Saved data entries:
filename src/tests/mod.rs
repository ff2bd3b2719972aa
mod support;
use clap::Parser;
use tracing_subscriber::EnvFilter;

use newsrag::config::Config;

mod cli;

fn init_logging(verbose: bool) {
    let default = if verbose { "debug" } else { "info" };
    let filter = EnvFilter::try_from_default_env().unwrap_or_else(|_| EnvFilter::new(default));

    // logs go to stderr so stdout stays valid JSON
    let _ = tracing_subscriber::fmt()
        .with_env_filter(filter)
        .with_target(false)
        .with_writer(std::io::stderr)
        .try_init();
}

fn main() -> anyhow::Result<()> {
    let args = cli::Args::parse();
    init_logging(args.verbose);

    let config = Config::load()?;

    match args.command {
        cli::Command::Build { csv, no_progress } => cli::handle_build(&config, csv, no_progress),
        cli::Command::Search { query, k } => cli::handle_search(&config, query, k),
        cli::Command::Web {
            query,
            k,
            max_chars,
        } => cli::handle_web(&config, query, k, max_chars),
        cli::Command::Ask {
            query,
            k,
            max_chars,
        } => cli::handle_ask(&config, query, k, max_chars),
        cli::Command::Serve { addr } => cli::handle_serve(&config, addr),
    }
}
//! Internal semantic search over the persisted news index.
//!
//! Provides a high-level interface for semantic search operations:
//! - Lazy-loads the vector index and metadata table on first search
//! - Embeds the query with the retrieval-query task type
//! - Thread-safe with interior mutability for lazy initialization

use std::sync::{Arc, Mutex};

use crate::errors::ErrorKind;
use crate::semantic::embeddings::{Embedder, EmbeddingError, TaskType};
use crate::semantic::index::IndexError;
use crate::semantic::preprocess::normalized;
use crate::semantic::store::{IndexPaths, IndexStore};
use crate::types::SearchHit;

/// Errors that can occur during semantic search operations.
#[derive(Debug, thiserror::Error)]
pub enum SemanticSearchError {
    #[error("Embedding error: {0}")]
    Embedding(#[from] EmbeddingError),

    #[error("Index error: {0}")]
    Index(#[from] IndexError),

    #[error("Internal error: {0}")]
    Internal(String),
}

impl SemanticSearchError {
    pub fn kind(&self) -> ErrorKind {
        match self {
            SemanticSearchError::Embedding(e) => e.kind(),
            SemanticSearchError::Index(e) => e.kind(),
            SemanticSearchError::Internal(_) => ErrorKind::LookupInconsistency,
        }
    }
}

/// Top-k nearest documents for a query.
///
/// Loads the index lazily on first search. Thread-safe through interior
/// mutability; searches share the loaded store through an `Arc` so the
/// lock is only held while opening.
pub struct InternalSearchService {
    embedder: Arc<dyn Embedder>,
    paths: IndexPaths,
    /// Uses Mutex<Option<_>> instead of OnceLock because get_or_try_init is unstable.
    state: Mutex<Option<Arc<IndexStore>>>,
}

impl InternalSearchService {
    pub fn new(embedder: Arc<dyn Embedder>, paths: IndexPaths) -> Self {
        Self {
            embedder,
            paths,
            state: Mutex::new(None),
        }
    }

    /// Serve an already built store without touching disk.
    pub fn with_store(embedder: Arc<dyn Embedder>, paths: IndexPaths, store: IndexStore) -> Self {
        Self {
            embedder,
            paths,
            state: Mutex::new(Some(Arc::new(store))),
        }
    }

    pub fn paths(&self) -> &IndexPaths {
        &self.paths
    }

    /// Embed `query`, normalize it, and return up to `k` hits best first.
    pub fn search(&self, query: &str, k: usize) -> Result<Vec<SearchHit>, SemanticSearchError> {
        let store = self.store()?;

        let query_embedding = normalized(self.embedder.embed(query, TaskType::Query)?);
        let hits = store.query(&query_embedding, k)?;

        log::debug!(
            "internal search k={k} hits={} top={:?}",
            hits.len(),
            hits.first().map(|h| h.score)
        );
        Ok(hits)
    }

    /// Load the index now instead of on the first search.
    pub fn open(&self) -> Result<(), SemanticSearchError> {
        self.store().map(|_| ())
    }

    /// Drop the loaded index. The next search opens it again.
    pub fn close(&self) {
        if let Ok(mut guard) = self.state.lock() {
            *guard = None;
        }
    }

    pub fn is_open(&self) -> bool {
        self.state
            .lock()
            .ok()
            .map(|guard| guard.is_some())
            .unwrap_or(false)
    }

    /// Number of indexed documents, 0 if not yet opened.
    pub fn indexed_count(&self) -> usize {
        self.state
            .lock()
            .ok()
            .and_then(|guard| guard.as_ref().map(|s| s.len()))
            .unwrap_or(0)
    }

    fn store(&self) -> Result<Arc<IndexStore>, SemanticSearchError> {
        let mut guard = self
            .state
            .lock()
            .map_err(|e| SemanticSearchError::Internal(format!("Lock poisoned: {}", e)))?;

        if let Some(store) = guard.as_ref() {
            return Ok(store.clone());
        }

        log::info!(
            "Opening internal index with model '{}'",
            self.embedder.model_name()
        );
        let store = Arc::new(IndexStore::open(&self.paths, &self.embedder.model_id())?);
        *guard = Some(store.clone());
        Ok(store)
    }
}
==
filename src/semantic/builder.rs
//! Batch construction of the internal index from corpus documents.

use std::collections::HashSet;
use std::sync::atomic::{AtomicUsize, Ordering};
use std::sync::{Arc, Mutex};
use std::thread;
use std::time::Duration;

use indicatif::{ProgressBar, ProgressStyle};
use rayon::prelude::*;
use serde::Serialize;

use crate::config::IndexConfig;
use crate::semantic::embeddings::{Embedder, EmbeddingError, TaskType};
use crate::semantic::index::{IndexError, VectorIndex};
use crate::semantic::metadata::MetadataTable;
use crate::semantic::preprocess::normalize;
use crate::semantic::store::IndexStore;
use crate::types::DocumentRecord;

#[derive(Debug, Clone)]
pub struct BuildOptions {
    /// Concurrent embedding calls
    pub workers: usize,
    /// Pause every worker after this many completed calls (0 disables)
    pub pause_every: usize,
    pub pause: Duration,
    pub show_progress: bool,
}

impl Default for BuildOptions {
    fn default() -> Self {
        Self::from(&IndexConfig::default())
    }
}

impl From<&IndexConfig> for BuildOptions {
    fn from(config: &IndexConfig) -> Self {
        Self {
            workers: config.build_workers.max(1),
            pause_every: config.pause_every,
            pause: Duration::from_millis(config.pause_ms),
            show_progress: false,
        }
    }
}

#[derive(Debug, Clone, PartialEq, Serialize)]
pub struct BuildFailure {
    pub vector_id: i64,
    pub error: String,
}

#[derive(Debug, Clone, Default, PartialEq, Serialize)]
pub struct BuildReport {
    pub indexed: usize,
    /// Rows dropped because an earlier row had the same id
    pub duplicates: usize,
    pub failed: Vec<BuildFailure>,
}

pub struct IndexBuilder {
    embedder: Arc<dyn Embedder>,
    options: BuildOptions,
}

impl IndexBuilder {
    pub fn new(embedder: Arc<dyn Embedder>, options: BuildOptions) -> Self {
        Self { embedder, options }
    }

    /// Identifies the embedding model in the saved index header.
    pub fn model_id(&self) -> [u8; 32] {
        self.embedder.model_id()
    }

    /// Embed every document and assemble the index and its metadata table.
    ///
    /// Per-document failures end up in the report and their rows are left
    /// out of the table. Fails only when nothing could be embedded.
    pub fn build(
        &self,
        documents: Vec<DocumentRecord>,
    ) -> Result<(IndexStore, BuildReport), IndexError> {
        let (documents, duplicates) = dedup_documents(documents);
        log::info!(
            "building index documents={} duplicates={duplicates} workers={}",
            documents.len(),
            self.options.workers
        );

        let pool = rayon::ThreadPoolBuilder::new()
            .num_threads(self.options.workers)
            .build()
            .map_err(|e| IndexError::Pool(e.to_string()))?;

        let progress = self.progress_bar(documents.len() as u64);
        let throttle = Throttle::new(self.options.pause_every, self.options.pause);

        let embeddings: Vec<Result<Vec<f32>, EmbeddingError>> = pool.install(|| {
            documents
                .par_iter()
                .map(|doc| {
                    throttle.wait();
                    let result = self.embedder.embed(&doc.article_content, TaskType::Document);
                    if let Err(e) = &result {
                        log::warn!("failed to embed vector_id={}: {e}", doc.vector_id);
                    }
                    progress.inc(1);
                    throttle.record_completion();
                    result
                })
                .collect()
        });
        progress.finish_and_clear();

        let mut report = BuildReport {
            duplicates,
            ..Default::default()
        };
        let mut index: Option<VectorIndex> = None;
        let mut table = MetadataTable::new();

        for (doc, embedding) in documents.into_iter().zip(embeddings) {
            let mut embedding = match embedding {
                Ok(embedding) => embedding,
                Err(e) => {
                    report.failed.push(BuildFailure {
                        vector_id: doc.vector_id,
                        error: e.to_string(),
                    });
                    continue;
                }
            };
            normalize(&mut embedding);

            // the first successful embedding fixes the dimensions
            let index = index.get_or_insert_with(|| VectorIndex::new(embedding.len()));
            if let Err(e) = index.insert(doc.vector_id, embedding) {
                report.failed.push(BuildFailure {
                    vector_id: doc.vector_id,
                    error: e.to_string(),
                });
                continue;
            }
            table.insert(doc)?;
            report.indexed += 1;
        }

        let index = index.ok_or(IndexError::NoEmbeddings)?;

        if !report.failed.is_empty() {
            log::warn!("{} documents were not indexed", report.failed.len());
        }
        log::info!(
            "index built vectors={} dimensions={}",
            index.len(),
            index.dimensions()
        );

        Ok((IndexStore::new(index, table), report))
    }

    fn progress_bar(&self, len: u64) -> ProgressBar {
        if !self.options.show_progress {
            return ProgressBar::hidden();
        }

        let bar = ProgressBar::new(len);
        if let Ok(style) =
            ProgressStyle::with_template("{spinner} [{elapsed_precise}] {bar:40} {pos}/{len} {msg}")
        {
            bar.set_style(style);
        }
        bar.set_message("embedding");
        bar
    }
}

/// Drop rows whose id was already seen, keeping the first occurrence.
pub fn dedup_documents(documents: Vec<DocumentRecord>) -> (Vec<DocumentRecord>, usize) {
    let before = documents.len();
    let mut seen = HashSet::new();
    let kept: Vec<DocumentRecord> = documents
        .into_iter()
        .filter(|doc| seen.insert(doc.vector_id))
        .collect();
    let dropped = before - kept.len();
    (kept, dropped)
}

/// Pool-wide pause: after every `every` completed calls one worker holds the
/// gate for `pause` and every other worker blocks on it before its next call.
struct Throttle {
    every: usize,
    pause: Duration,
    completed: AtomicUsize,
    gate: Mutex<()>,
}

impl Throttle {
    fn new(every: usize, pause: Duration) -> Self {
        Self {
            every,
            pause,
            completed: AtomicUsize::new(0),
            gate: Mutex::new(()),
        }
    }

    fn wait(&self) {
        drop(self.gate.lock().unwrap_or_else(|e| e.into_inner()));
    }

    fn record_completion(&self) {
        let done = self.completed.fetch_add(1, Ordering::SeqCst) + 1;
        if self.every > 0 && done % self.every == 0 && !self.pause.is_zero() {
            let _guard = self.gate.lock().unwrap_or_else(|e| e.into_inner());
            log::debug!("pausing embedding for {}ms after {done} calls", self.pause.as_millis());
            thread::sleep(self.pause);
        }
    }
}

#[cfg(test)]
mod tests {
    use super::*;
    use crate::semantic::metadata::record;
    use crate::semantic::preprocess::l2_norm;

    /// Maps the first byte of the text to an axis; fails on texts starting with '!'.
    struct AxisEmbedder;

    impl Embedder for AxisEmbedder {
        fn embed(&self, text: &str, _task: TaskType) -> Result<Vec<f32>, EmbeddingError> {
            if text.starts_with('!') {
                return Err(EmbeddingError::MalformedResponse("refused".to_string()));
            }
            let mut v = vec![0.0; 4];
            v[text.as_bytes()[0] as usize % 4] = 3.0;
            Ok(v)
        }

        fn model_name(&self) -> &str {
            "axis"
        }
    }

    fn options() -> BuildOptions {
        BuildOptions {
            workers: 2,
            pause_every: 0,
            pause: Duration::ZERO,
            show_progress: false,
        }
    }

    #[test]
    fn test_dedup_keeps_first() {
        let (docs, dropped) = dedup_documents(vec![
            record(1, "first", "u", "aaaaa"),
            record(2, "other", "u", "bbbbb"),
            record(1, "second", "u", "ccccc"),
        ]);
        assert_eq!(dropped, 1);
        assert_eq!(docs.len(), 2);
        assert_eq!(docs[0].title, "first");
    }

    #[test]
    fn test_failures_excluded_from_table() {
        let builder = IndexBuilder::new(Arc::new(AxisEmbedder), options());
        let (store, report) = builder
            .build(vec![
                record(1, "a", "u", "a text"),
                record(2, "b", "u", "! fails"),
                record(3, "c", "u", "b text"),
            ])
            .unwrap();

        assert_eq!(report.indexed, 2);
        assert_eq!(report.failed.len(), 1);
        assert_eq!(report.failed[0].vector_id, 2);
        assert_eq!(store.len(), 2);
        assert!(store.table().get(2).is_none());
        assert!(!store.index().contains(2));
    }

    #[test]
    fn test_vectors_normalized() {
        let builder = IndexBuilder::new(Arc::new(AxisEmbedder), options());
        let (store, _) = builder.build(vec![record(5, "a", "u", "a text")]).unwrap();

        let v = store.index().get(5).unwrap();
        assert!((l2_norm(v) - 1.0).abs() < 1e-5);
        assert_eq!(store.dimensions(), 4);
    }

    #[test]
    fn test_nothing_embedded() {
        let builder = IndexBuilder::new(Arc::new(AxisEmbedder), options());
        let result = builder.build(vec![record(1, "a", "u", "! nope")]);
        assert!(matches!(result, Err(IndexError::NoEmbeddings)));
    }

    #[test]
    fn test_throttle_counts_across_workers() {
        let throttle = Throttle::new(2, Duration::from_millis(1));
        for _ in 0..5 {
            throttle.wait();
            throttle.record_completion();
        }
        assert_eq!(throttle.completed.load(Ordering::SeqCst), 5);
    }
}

EXERCISE OBJECTIVE: If a line of the records includes the string "AtomicUsize", copy it out.

COMPLETED EXERCISE:
use std::sync::atomic::{AtomicUsize, Ordering};
    completed: AtomicUsize,
            completed: AtomicUsize::new(0),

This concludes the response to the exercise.